Last year, the family awarded 10 $500 scholarships, when the average is five per year. (They also awarded a special Baller on a Budget Award, another $500, to one of the 10.) Doubling the winners was great, but in their eyes, it still wasn’t good enough.

“We wish we could help them all,” Joe Zarate said. “When you have 30-40 applications, it’s hard not to pick people, because you want to help them all.”

The Zarates have awarded more than 40 college scholarships, not including this year’s winners, as well as numerous high school scholarships to Mukilteo students.

The first year they held a garage sale, the family raised $4,500. Donations filled their garage, the shed, the driveway and the patio.

Their fundraising momentum has kept up, year after year. Their most profitable garage sale raised $6,200. That’s mostly from selling hot dogs – Joe mans the grill – and donated stuff.

“With that said, so many people come by and say, ‘Here’s an extra couple bucks’ or ‘Here’s $200,’ or ‘Keep the change,’” Lisa Zarate said. “It’s unbelievable.”

Though this year’s garage sale was their last, the Zarates want the community to know just how much they appreciate the support they’ve received.

“Without them, without their donations, without their generosity and their time spent shopping at our garage sale, this scholarship wouldn’t be possible,” Nathan Zarate said. “Without people willing to help us, we would be nothing.”

What’s the new fundraiser? The Zarates don’t know yet. They would like suggestions. Email zaratefamily6@msn.com.

Suggestions they’ve already received include a jewelry sale, Keep the Change fundraiser, dinner and auction, touch or flag football tournament, and the selling of Aaron’s Stars, to post up in store windows.

The Zarates have the goal of raising $10,000 to $20,000 with the new fundraiser.

“There is so much need out there, and people like to help other people,” Lisa Zarate said. “I think our community wants our youth to have a better, brighter future. We can help with that, if they help us.”

Aaron graduated from Mariner High School in 2003 and attended Edmonds Community College. His favorite sports were football and boxing. He had two jobs.

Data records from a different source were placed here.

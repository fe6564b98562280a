//! Run identifier generation
//!
//! Every invocation gets one random, human-readable identifier; all
//! execution names of that run are composed from it, so the whole run
//! shares a discoverable prefix.

use uuid::Uuid;

const DESCRIPTORS: &[&str] = &[
    "amber", "bold", "brisk", "calm", "clever", "copper", "daring", "eager", "fleet", "gentle",
    "hardy", "keen", "lively", "mellow", "nimble", "patient", "quiet", "rapid", "sharp", "steady",
    "sturdy", "swift", "vivid", "wandering",
];

const ANIMALS: &[&str] = &[
    "albatross", "badger", "beaver", "bison", "cormorant", "crane", "dolphin", "falcon", "gannet",
    "heron", "ibis", "lynx", "marlin", "narwhal", "osprey", "otter", "pelican", "petrel", "puffin",
    "seal", "tern", "turtle", "walrus", "wren",
];

/// Generates a random two-word run identifier, e.g. "swift-heron"
pub fn random_name() -> String {
    let bytes = Uuid::new_v4().into_bytes();
    let descriptor = DESCRIPTORS[usize::from(bytes[0]) % DESCRIPTORS.len()];
    let animal = ANIMALS[usize::from(bytes[1]) % ANIMALS.len()];
    format!("{descriptor}-{animal}")
}

#[cfg(test)]
mod tests {
    use super::*;

    #[test]
    fn test_name_shape() {
        let name = random_name();
        let parts: Vec<&str> = name.split('-').collect();
        assert_eq!(parts.len(), 2);
        assert!(DESCRIPTORS.contains(&parts[0]));
        assert!(ANIMALS.contains(&parts[1]));
    }
}
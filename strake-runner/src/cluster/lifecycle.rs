//! Unit lifecycle watching
//!
//! A created unit is watched to exactly one of four terminal outcomes.
//! The wait is a single select over three event sources: the unit's
//! status feed, the deadline timer, and the caller's cancellation signal;
//! whichever fires first decides the transition. The feed subscription is
//! released on every exit path.

use std::time::Duration;

use strake_core::error::{Error, Result};
use tracing::debug;

use crate::cancel::CancellationToken;
use crate::cluster::api::{CLEAN_EXIT_REASON, UnitWatch};

/// Terminal outcome of one execution unit
#[derive(Debug, Clone, Copy, PartialEq, Eq)]
pub enum UnitOutcome {
    Succeeded,
    Failed,
    TimedOut,
    Cancelled,
}

/// Watches one unit until its primary container reaches a terminal state.
///
/// Only the primary (position-zero) container's status is consulted;
/// sidecar terminations never decide the outcome. Returns an error only
/// when the status feed closes before any terminal state was observed.
pub(crate) async fn watch_to_completion(
    mut watch: UnitWatch,
    cancel: &CancellationToken,
    unit_name: &str,
    primary_name: &str,
    timeout: Duration,
) -> Result<UnitOutcome> {
    let deadline = tokio::time::sleep(timeout);
    tokio::pin!(deadline);
    loop {
        tokio::select! {
            status = watch.next() => {
                let status = match status {
                    Some(status) => status,
                    None => {
                        return Err(Error::WatchSubscription {
                            unit: unit_name.to_string(),
                            message: "status feed closed before a terminal state was observed"
                                .to_string(),
                        });
                    }
                };
                if let Some(primary) = status.containers.iter().find(|c| c.name == primary_name) {
                    if let Some(terminated) = &primary.terminated {
                        if terminated.reason == CLEAN_EXIT_REASON {
                            debug!(unit = unit_name, "primary container completed");
                            return Ok(UnitOutcome::Succeeded);
                        }
                        debug!(
                            unit = unit_name,
                            reason = %terminated.reason,
                            "primary container terminated uncleanly"
                        );
                        return Ok(UnitOutcome::Failed);
                    }
                }
            }
            _ = &mut deadline => {
                debug!(unit = unit_name, "no terminal state before the deadline");
                return Ok(UnitOutcome::TimedOut);
            }
            () = cancel.cancelled() => {
                debug!(unit = unit_name, "cancelled while watching");
                return Ok(UnitOutcome::Cancelled);
            }
        }
    }
}
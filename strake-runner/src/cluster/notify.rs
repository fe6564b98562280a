//! Review system notifications
//!
//! When the triggering event carries a recognized check payload, the
//! backend reports a started notification before unit creation and a
//! completed notification once the terminal state is known. Delivery
//! failures are logged and never change the job's reported result.

use async_trait::async_trait;
use serde::Deserialize;

/// Conclusion reported to the review system for one check
#[derive(Debug, Clone, Copy, PartialEq, Eq)]
pub enum CheckConclusion {
    Success,
    Failure,
    TimedOut,
    Cancelled,
}

impl CheckConclusion {
    pub fn as_str(self) -> &'static str {
        match self {
            Self::Success => "success",
            Self::Failure => "failure",
            Self::TimedOut => "timed_out",
            Self::Cancelled => "cancelled",
        }
    }
}

/// Delivers check notifications to the external review system
///
/// The payload handed back is the triggering event's own payload; its
/// encoding belongs to the review system gateway.
#[async_trait]
pub trait CheckNotifier: Send + Sync {
    async fn check_started(
        &self,
        payload: &serde_json::Value,
        check_name: &str,
    ) -> anyhow::Result<()>;

    async fn check_completed(
        &self,
        payload: &serde_json::Value,
        check_name: &str,
        conclusion: CheckConclusion,
    ) -> anyhow::Result<()>;
}

#[derive(Deserialize, Default)]
struct PayloadKind {
    #[serde(default, rename = "type")]
    kind: String,
}

/// Whether an event payload is one the review system tracks checks for
pub(crate) fn recognizes_check_payload(payload: &serde_json::Value) -> bool {
    let kind = serde_json::from_value::<PayloadKind>(payload.clone())
        .unwrap_or_default()
        .kind;
    kind == "check_run" || kind == "check_suite"
}

#[cfg(test)]
mod tests {
    use super::*;
    use serde_json::json;

    #[test]
    fn test_recognizes_check_payloads() {
        assert!(recognizes_check_payload(&json!({"type": "check_suite"})));
        assert!(recognizes_check_payload(&json!({"type": "check_run"})));
        assert!(!recognizes_check_payload(&json!({"type": "push"})));
        assert!(!recognizes_check_payload(&json!({})));
        assert!(!recognizes_check_payload(&json!("not an object")));
    }

    #[test]
    fn test_conclusion_wire_names() {
        assert_eq!(CheckConclusion::Success.as_str(), "success");
        assert_eq!(CheckConclusion::Failure.as_str(), "failure");
        assert_eq!(CheckConclusion::TimedOut.as_str(), "timed_out");
        assert_eq!(CheckConclusion::Cancelled.as_str(), "cancelled");
    }
}
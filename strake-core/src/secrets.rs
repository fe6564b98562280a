//! Secrets file loading
//!
//! Secrets are consumed by the engine as an ordered list of KEY=VALUE
//! entries; the file format is one entry per line, with blank lines and
//! `#` comments ignored.

use std::path::Path;

use crate::error::{Error, Result};

/// Loads secrets from a line-oriented file.
///
/// Entries keep their declared order; the engine passes them through to
/// backends verbatim.
pub fn from_file(path: impl AsRef<Path>) -> Result<Vec<String>> {
    let path = path.as_ref();
    let contents = std::fs::read_to_string(path).map_err(|source| Error::SecretsRead {
        path: path.to_path_buf(),
        source,
    })?;
    Ok(parse(&contents))
}

fn parse(contents: &str) -> Vec<String> {
    contents
        .lines()
        .map(str::trim)
        .filter(|line| !line.is_empty() && !line.starts_with('#'))
        .map(str::to_string)
        .collect()
}

#[cfg(test)]
mod tests {
    use super::*;

    #[test]
    fn test_parse_keeps_order_and_skips_noise() {
        let contents = "\n# registry credentials\nREGISTRY_USER=ci\nREGISTRY_PASSWORD=hunter2\n\nAPI_TOKEN=abc123\n";
        let secrets = parse(contents);
        assert_eq!(
            secrets,
            vec![
                "REGISTRY_USER=ci".to_string(),
                "REGISTRY_PASSWORD=hunter2".to_string(),
                "API_TOKEN=abc123".to_string(),
            ]
        );
    }

    #[test]
    fn test_missing_file_is_a_read_error() {
        let err = from_file("/definitely/not/here.env").unwrap_err();
        assert!(matches!(err, Error::SecretsRead { .. }));
    }
}
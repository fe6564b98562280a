//! Core types for Strake
//!
//! This crate contains:
//! - The configuration model and pipeline resolver (jobs, containers,
//!   pipelines, stages, selectors)
//! - Trigger events and pipeline matching
//! - Project policy records and secrets loading
//! - The shared error taxonomy
//!
//! Execution lives in the runner crate; this crate is pure data and
//! resolution logic.

pub mod config;
pub mod error;
pub mod event;
pub mod project;
pub mod secrets;
pub mod selector;

pub use config::{Config, Container, Job, Pipeline, Stage};
pub use error::{AggregateError, Error, PolicyBreach, Result};
pub use event::{ResolvedRefs, TriggerEvent, matching_pipelines};
pub use project::Project;
pub use selector::{RefRules, Selector};
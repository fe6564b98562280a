//! Pipeline selection criteria
//!
//! A selector decides whether a pipeline should run for a given source
//! control event, expressed as glob rules over branch and tag names.

use glob::Pattern;
use serde::{Deserialize, Serialize};

use crate::error::{Error, Result};

/// Criteria deciding whether a pipeline runs for a given (branch, tag)
///
/// A pipeline with no selector at all never matches; within a selector,
/// each ref class (branches, tags) is opt-in as well.
#[derive(Debug, Clone, Default, Serialize, Deserialize)]
#[serde(rename_all = "camelCase")]
pub struct Selector {
    /// Rules applied to branch names from check-suite events
    #[serde(default, skip_serializing_if = "Option::is_none")]
    pub branches: Option<RefRules>,
    /// Rules applied to tag names from tag-push events
    #[serde(default, skip_serializing_if = "Option::is_none")]
    pub tags: Option<RefRules>,
}

/// Glob rules over one class of ref names
///
/// `ignore` wins over `only`; an empty `only` list admits everything the
/// `ignore` list does not reject.
#[derive(Debug, Clone, Default, Serialize, Deserialize)]
pub struct RefRules {
    #[serde(default)]
    pub only: Vec<String>,
    #[serde(default)]
    pub ignore: Vec<String>,
}

impl RefRules {
    fn admits(&self, name: &str) -> Result<bool> {
        for pattern in &self.ignore {
            if compile(pattern)?.matches(name) {
                return Ok(false);
            }
        }
        if self.only.is_empty() {
            return Ok(true);
        }
        for pattern in &self.only {
            if compile(pattern)?.matches(name) {
                return Ok(true);
            }
        }
        Ok(false)
    }
}

impl Selector {
    /// Evaluates these criteria against a (branch, tag) pair.
    ///
    /// An empty string means the ref is absent. A tag-push event carries a
    /// tag and no branch; a check-suite event carries a branch (possibly
    /// empty, when the head branch could not be resolved) and no tag. An
    /// unresolved branch is eligible for any branch-selecting pipeline.
    pub fn matches(&self, branch: &str, tag: &str) -> Result<bool> {
        if !tag.is_empty() {
            return match &self.tags {
                Some(rules) => rules.admits(tag),
                None => Ok(false),
            };
        }
        match &self.branches {
            Some(rules) => {
                if branch.is_empty() {
                    return Ok(true);
                }
                rules.admits(branch)
            }
            None => Ok(false),
        }
    }
}

fn compile(pattern: &str) -> Result<Pattern> {
    Pattern::new(pattern).map_err(|source| Error::SelectorPattern {
        pattern: pattern.to_string(),
        source,
    })
}

#[cfg(test)]
mod tests {
    use super::*;

    fn rules(only: &[&str], ignore: &[&str]) -> RefRules {
        RefRules {
            only: only.iter().map(|s| s.to_string()).collect(),
            ignore: ignore.iter().map(|s| s.to_string()).collect(),
        }
    }

    #[test]
    fn test_branch_only_globs() {
        let selector = Selector {
            branches: Some(rules(&["master", "release/*"], &[])),
            tags: None,
        };
        assert!(selector.matches("master", "").unwrap());
        assert!(selector.matches("release/v1", "").unwrap());
        assert!(!selector.matches("feature/foo", "").unwrap());
    }

    #[test]
    fn test_ignore_wins_over_only() {
        let selector = Selector {
            branches: Some(rules(&["*"], &["wip/*"])),
            tags: None,
        };
        assert!(selector.matches("master", "").unwrap());
        assert!(!selector.matches("wip/spike", "").unwrap());
    }

    #[test]
    fn test_empty_only_admits_everything() {
        let selector = Selector {
            branches: Some(RefRules::default()),
            tags: None,
        };
        assert!(selector.matches("anything", "").unwrap());
    }

    #[test]
    fn test_absent_branch_is_eligible() {
        // A check-suite event may carry no resolvable head branch; that is
        // still eligible for a branch-selecting pipeline.
        let selector = Selector {
            branches: Some(rules(&["master"], &[])),
            tags: None,
        };
        assert!(selector.matches("", "").unwrap());
    }

    #[test]
    fn test_tag_event_needs_tag_rules() {
        let branch_only = Selector {
            branches: Some(rules(&["*"], &[])),
            tags: None,
        };
        assert!(!branch_only.matches("", "v1.0.0").unwrap());

        let tagged = Selector {
            branches: None,
            tags: Some(rules(&["v*"], &[])),
        };
        assert!(tagged.matches("", "v1.0.0").unwrap());
        assert!(!tagged.matches("", "nightly").unwrap());
    }

    #[test]
    fn test_branch_event_needs_branch_rules() {
        let selector = Selector {
            branches: None,
            tags: Some(rules(&["*"], &[])),
        };
        assert!(!selector.matches("master", "").unwrap());
    }

    #[test]
    fn test_invalid_pattern_is_an_error() {
        let selector = Selector {
            branches: Some(rules(&["release/[oops"], &[])),
            tags: None,
        };
        let err = selector.matches("release/v1", "").unwrap_err();
        assert!(matches!(err, Error::SelectorPattern { .. }));
    }
}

He worked with his father in the family electrical business, Dad'z Electric, since the age of 13, and also at Ivar’s in Mukilteo. His family said he was a hard worker, compassionate, dedicated and ambitious.

The Zarate family, circa 2003: (clockwise) Joe, Matthew, Jacob, Nathan, Aaron and (center) Lisa. Raul not pictured.

The Aaron Zarate Memorial Scholarship is for middle school and high school students. Seniors receive a $500 scholarship for college; eighth graders are given about $90 to cover ASB and yearbook costs.

Seniors must apply for the scholarship, but eighth graders are nominated by their teachers. Scholarship winners are chosen because they exemplify Aaron’s spirit and character.

“We call it ‘Aaron’s scholarship,’ but it’s more than that,” Lisa Zarate said. “It’s a community scholarship that has come together because a family loved and missed Aaron so much.”